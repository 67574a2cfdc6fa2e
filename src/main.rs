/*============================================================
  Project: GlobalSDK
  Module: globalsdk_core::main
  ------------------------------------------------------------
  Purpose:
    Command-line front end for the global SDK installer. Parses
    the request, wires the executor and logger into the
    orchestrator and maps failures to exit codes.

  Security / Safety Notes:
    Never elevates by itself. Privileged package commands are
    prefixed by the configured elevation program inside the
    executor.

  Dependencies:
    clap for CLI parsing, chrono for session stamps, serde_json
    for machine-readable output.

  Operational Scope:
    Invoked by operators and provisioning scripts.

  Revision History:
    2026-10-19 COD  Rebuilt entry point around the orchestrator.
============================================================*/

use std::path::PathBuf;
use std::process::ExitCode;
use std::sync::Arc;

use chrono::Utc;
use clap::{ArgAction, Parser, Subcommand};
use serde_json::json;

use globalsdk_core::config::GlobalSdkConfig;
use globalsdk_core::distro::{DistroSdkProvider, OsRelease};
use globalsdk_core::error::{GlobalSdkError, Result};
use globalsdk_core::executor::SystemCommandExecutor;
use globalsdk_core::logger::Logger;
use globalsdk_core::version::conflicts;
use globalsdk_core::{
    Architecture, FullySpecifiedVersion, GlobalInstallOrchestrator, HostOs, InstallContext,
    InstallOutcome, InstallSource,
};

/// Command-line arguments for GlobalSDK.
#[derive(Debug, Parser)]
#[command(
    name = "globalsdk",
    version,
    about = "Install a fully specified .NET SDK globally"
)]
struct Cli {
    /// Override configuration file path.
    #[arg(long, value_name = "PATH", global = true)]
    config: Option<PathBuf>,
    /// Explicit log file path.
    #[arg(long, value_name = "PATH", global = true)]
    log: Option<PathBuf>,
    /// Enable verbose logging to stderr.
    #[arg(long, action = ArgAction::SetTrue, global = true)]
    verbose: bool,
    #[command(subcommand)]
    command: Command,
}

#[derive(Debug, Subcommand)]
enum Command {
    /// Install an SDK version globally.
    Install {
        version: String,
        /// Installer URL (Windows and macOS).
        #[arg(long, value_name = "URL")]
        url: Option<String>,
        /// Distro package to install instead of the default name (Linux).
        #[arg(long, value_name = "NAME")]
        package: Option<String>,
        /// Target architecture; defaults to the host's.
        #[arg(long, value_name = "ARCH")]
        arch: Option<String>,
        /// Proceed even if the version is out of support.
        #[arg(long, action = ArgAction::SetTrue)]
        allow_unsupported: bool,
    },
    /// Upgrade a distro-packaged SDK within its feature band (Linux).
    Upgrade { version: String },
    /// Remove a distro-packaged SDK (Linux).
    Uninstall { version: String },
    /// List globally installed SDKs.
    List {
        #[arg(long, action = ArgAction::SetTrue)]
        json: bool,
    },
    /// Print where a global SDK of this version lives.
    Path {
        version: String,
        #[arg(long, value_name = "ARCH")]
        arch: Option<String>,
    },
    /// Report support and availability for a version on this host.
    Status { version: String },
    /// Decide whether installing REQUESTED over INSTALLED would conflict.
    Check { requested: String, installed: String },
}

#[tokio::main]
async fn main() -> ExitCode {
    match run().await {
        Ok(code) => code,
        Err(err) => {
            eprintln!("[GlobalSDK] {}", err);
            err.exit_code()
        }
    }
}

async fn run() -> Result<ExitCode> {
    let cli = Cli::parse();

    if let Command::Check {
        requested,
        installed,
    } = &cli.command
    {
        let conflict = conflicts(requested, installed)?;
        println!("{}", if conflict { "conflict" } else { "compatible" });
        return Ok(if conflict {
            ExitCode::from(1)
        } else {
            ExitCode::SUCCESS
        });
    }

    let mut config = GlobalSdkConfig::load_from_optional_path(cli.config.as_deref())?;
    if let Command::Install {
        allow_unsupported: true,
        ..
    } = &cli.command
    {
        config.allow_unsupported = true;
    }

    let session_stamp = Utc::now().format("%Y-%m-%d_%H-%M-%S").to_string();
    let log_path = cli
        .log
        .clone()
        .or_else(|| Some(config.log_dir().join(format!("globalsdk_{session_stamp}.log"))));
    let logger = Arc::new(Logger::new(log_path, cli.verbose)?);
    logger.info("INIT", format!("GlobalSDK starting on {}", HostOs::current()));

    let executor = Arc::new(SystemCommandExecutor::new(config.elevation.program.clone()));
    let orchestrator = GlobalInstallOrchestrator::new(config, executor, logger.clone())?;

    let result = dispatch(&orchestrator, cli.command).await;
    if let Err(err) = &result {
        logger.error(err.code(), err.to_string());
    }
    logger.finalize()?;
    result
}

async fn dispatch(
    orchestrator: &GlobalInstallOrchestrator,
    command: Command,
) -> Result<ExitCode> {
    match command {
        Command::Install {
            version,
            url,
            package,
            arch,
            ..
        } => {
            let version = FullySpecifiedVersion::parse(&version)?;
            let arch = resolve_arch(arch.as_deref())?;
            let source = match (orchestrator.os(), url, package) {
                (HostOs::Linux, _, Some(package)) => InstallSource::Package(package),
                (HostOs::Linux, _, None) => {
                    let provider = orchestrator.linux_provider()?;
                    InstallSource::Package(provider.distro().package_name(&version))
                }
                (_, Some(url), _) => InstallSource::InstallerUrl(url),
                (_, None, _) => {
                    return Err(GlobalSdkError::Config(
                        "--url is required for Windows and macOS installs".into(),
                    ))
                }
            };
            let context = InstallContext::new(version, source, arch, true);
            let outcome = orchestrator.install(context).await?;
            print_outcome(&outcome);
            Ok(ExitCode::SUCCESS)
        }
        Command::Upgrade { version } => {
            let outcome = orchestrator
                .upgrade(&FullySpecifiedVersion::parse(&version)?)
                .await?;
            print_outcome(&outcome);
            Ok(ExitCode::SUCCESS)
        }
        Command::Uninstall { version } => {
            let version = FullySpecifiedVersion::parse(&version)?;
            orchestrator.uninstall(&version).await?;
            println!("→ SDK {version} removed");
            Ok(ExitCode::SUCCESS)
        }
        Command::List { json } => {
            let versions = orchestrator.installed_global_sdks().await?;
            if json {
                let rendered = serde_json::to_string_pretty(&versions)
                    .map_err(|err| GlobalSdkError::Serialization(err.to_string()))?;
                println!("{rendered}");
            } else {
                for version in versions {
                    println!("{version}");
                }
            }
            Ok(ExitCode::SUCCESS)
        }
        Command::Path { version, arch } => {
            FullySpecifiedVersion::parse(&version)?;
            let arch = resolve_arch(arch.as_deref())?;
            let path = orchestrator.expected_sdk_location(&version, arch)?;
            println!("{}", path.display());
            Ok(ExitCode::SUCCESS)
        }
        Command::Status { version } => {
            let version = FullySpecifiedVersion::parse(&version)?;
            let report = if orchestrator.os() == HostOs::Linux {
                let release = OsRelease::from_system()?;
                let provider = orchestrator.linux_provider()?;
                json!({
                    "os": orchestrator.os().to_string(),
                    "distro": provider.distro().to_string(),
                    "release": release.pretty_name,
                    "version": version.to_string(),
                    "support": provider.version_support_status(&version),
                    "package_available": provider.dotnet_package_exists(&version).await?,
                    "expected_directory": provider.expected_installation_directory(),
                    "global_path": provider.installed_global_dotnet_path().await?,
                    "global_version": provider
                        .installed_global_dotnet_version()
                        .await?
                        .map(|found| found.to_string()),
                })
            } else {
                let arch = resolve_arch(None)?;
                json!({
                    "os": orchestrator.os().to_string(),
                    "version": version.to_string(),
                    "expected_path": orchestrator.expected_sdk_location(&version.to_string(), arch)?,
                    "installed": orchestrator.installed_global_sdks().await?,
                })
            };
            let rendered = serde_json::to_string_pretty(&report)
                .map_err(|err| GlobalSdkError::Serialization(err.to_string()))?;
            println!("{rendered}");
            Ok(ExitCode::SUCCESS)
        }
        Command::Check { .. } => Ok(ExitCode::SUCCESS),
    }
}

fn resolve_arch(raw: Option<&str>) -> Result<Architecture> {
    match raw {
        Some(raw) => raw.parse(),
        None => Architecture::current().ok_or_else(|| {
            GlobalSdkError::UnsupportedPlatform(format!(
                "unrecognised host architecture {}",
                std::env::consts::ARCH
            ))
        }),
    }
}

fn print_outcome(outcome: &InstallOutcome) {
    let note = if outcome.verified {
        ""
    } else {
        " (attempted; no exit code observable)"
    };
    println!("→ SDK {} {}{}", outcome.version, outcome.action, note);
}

########

**Problem to work on:** Your answer should reproduce each line of the listing that holds the word "InstallSource".

**Answer for the task:**
    InstallOutcome, InstallSource,
                (HostOs::Linux, _, Some(package)) => InstallSource::Package(package),
                    InstallSource::Package(provider.distro().package_name(&version))
                (_, Some(url), _) => InstallSource::InstallerUrl(url),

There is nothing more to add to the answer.